The past two months have seen the passing of two significant people in my life. First, my coaching mentor Laura Whitworth died of lung cancer. Then my father passed away at the age of 91. The blessing and the curse of being a writer is that people expect you to come up with the right words for important occasions. I was asked to write obituaries for both Laura and my dad, and to speak at both memorial services.
It's a challenging task to sum up a person's life in a three-paragraph obituary or five-minute speech. What should you include? What do you leave out? What would the person you are honoring have wanted you to say?

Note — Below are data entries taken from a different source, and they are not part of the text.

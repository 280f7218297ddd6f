//! Learned-PROXY cache backing the AUTO rule.

use std::collections::HashSet;
use std::fs::{File, OpenOptions};
use std::io::{BufRead, BufReader, Write};
use std::path::Path;

use parking_lot::{Mutex, RwLock};

use crate::error::Result;

pub(crate) const CACHE_FILE: &str = ".proxy-cache";

/// Hosts learned to require the proxy, mirrored to an append-only file.
/// Entries are never removed while the process runs.
pub(crate) struct ProxyCache {
    hosts: RwLock<HashSet<String>>,
    file: Mutex<File>,
}

impl ProxyCache {
    pub(crate) fn open(path: &Path) -> Result<Self> {
        let mut opts = OpenOptions::new();
        opts.create(true).read(true).append(true);
        #[cfg(unix)]
        {
            use std::os::unix::fs::OpenOptionsExt;
            opts.mode(0o664);
        }
        let file = opts.open(path)?;

        let mut hosts = HashSet::new();
        for line in BufReader::new(&file).lines() {
            let line = line?;
            let host = line.trim();
            if !host.is_empty() {
                hosts.insert(host.to_string());
            }
        }

        Ok(Self {
            hosts: RwLock::new(hosts),
            file: Mutex::new(file),
        })
    }

    pub(crate) fn contains(&self, host: &str) -> bool {
        self.hosts.read().contains(host)
    }

    /// Records `host`. The absent-to-present transition appends exactly one
    /// line; re-inserting is a no-op.
    pub(crate) fn insert(&self, host: &str) {
        let mut hosts = self.hosts.write();
        if hosts.insert(host.to_string()) {
            let mut file = self.file.lock();
            if let Err(e) = writeln!(file, "{}", host) {
                tracing::warn!("Appending {} to the proxy cache failed: {}", host, e);
            }
        }
    }
}

#[cfg(test)]
mod tests {
    use super::*;

    fn temp_path(tag: &str) -> std::path::PathBuf {
        std::env::temp_dir().join(format!("burrow-cache-{}-{}", tag, std::process::id()))
    }

    #[test]
    fn insert_is_idempotent_on_the_file() {
        let path = temp_path("idem");
        let _ = std::fs::remove_file(&path);

        let cache = ProxyCache::open(&path).unwrap();
        cache.insert("blocked.example");
        cache.insert("blocked.example");
        cache.insert("other.example");
        assert!(cache.contains("blocked.example"));
        assert!(!cache.contains("unknown.example"));
        drop(cache);

        let content = std::fs::read_to_string(&path).unwrap();
        assert_eq!(content, "blocked.example\nother.example\n");
        std::fs::remove_file(&path).unwrap();
    }

    #[test]
    fn reopen_restores_entries() {
        let path = temp_path("reopen");
        let _ = std::fs::remove_file(&path);

        {
            let cache = ProxyCache::open(&path).unwrap();
            cache.insert("persisted.example");
        }
        let cache = ProxyCache::open(&path).unwrap();
        assert!(cache.contains("persisted.example"));

        // re-inserting a loaded entry must not duplicate the line
        cache.insert("persisted.example");
        drop(cache);
        let content = std::fs::read_to_string(&path).unwrap();
        assert_eq!(content, "persisted.example\n");
        std::fs::remove_file(&path).unwrap();
    }
}
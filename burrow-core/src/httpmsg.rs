//! Minimal HTTP/1.1 message-head handling, shared by the HTTP and WebSocket
//! carriers and the plain HTTP proxy ingress.

use tokio::io::{AsyncRead, AsyncReadExt};

use crate::error::{Error, Result};

/// Largest accepted message head.
const MAX_HEAD: usize = 16 * 1024;

#[derive(Debug)]
pub struct RequestHead {
    pub method: String,
    pub target: String,
    pub version: String,
    pub headers: Vec<(String, String)>,
}

impl RequestHead {
    pub fn header(&self, name: &str) -> Option<&str> {
        get_header(&self.headers, name)
    }

    /// True when the header's comma-separated list contains `token`.
    pub fn header_has_token(&self, name: &str, token: &str) -> bool {
        has_token(&self.headers, name, token)
    }
}

#[derive(Debug)]
pub(crate) struct ResponseHead {
    pub code: u16,
    pub headers: Vec<(String, String)>,
}

impl ResponseHead {
    pub(crate) fn header_has_token(&self, name: &str, token: &str) -> bool {
        has_token(&self.headers, name, token)
    }
}

fn get_header<'a>(headers: &'a [(String, String)], name: &str) -> Option<&'a str> {
    headers
        .iter()
        .find(|(k, _)| k.eq_ignore_ascii_case(name))
        .map(|(_, v)| v.as_str())
}

fn has_token(headers: &[(String, String)], name: &str, token: &str) -> bool {
    get_header(headers, name)
        .is_some_and(|v| v.split(',').any(|t| t.trim().eq_ignore_ascii_case(token)))
}

/// Reads one request head from `stream`.
///
/// `carry` holds bytes already pulled off the stream; on return it contains
/// whatever followed the blank line, so heads can be read back to back.
pub async fn read_request_head<R>(stream: &mut R, carry: &mut Vec<u8>) -> Result<RequestHead>
where
    R: AsyncRead + Unpin,
{
    loop {
        if let Some(pos) = find_header_end(carry) {
            let rest = carry.split_off(pos + 4);
            let head_bytes = std::mem::replace(carry, rest);
            let head = std::str::from_utf8(&head_bytes[..pos])
                .map_err(|_| Error::network("http head is not utf-8"))?;
            return parse_request_head(head);
        }
        if carry.len() > MAX_HEAD {
            return Err(Error::network("http head too large"));
        }
        let mut chunk = [0u8; 1024];
        let n = stream.read(&mut chunk).await?;
        if n == 0 {
            return Err(Error::Io(std::io::ErrorKind::UnexpectedEof.into()));
        }
        carry.extend_from_slice(&chunk[..n]);
    }
}

pub(crate) fn parse_request_head(raw: &str) -> Result<RequestHead> {
    let mut lines = raw.split("\r\n");
    let request_line = lines.next().unwrap_or("");
    let mut parts = request_line.split_whitespace();
    let (Some(method), Some(target), Some(version)) = (parts.next(), parts.next(), parts.next())
    else {
        return Err(Error::network(format!(
            "malformed request line {:?}",
            request_line
        )));
    };
    Ok(RequestHead {
        method: method.to_string(),
        target: target.to_string(),
        version: version.to_string(),
        headers: parse_headers(lines),
    })
}

pub(crate) fn parse_response_head(raw: &str) -> Result<ResponseHead> {
    let mut lines = raw.split("\r\n");
    let status_line = lines.next().unwrap_or("");
    let code = status_line
        .split_whitespace()
        .nth(1)
        .and_then(|c| c.parse().ok())
        .ok_or_else(|| Error::network(format!("malformed status line {:?}", status_line)))?;
    Ok(ResponseHead {
        code,
        headers: parse_headers(lines),
    })
}

fn parse_headers<'a>(lines: impl Iterator<Item = &'a str>) -> Vec<(String, String)> {
    lines
        .filter(|l| !l.is_empty())
        .filter_map(|l| l.split_once(':'))
        .map(|(k, v)| (k.trim().to_string(), v.trim().to_string()))
        .collect()
}

/// A status-only response, for the proxy ingress.
pub fn status_response(code: u16, headers: &[(&str, &str)]) -> Vec<u8> {
    let mut s = format!("HTTP/1.1 {} {}\r\n", code, reason_phrase(code));
    for (k, v) in headers {
        s.push_str(k);
        s.push_str(": ");
        s.push_str(v);
        s.push_str("\r\n");
    }
    s.push_str("\r\n");
    s.into_bytes()
}

/// The carrier-side 4xx response: a small HTML body, and the Basic auth
/// challenge on 401.
pub fn response_4xx(code: u16) -> Vec<u8> {
    let reason = reason_phrase(code);
    let body = format!("<h1>{}</h1><p>{}<p>", code, reason);
    let mut head = format!(
        "HTTP/1.1 {} {}\r\nContent-Length: {}\r\n",
        code,
        reason,
        body.len()
    );
    if code == 401 {
        head.push_str("WWW-Authenticate: Basic realm=\"auth\"\r\n");
    }
    head.push_str("\r\n");
    let mut out = head.into_bytes();
    out.extend_from_slice(body.as_bytes());
    out
}

pub(crate) fn reason_phrase(code: u16) -> &'static str {
    match code {
        101 => "Switching Protocols",
        200 => "OK",
        400 => "Bad Request",
        401 => "Unauthorized",
        404 => "Not Found",
        407 => "Proxy Authentication Required",
        503 => "Service Unavailable",
        _ => "",
    }
}

/// Find the end of HTTP headers (`\r\n\r\n`).
pub(crate) fn find_header_end(data: &[u8]) -> Option<usize> {
    (0..data.len().saturating_sub(3)).find(|&i| &data[i..i + 4] == b"\r\n\r\n")
}

#[cfg(test)]
mod tests {
    use super::*;

    #[tokio::test]
    async fn reads_head_and_keeps_leftover() {
        let wire = b"GET /proxy HTTP/1.1\r\nHost: example.com\r\nUpgrade: websocket\r\n\r\nBODY".to_vec();
        let mut carry = Vec::new();
        let head = read_request_head(&mut wire.as_slice(), &mut carry)
            .await
            .unwrap();
        assert_eq!(head.method, "GET");
        assert_eq!(head.target, "/proxy");
        assert_eq!(head.version, "HTTP/1.1");
        assert_eq!(head.header("host"), Some("example.com"));
        assert_eq!(carry, b"BODY");
    }

    #[tokio::test]
    async fn reads_back_to_back_heads() {
        let wire =
            b"POST / HTTP/1.1\r\n\r\nGET /second HTTP/1.1\r\nConnection: keep-alive, Upgrade\r\n\r\n"
                .to_vec();
        let mut reader = wire.as_slice();
        let mut carry = Vec::new();
        let first = read_request_head(&mut reader, &mut carry).await.unwrap();
        assert_eq!(first.method, "POST");
        let second = read_request_head(&mut reader, &mut carry).await.unwrap();
        assert_eq!(second.target, "/second");
        assert!(second.header_has_token("Connection", "upgrade"));
        assert!(carry.is_empty());
    }

    #[test]
    fn response_head_parses_status() {
        let head =
            parse_response_head("HTTP/1.1 200 OK\r\nTransfer-Encoding: chunked").unwrap();
        assert_eq!(head.code, 200);
        assert!(head.header_has_token("Transfer-Encoding", "chunked"));
    }

    #[test]
    fn auth_challenge_present_on_401() {
        let bytes = response_4xx(401);
        let text = String::from_utf8(bytes).unwrap();
        assert!(text.starts_with("HTTP/1.1 401 Unauthorized\r\n"));
        assert!(text.contains("WWW-Authenticate: Basic realm=\"auth\"\r\n"));
        assert!(text.contains("<h1>401</h1>"));
    }
}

Both Laura and my father had an impressive list of achievements to acknowledge. Laura co-founded three professional organizations and six businesses -- one of which became the largest coach training company in the world -- and co-authored a bestselling book. My father held five patents in electronics and automation, and published over 50 professional papers.
Even so, neither Laura nor my father felt as if they were done yet. Laura had far-reaching plans for her newest project,
The Bigger Game. My dad was working on a book about the history of film and broadcast technology.
Immersed on preparing these life summaries, I couldn't help but wonder, what will be in my obituary? Because I notice that in both the obituaries I wrote, completed projects made the cut, but work in progress did not. If I were to die today, my obit would mention the two full-length books I've published. But all the blood, sweat, and tears I've put into the other books I haven't finished yet wouldn't even receive a mention.
In order to become a part of your personal legacy, the work in question must actually be
done. Dreams, ideas, goals, and plans, no matter how visionary and grand, don't count in the end. When you are gone, what stays behind to make an impact on those who outlive you is what you have completed, not what you hoped to accomplish some day.
And so I ask, how is your obituary coming along? Which of your treasured dreams and plans have you already brought to life, and which are still waiting for you to act on them?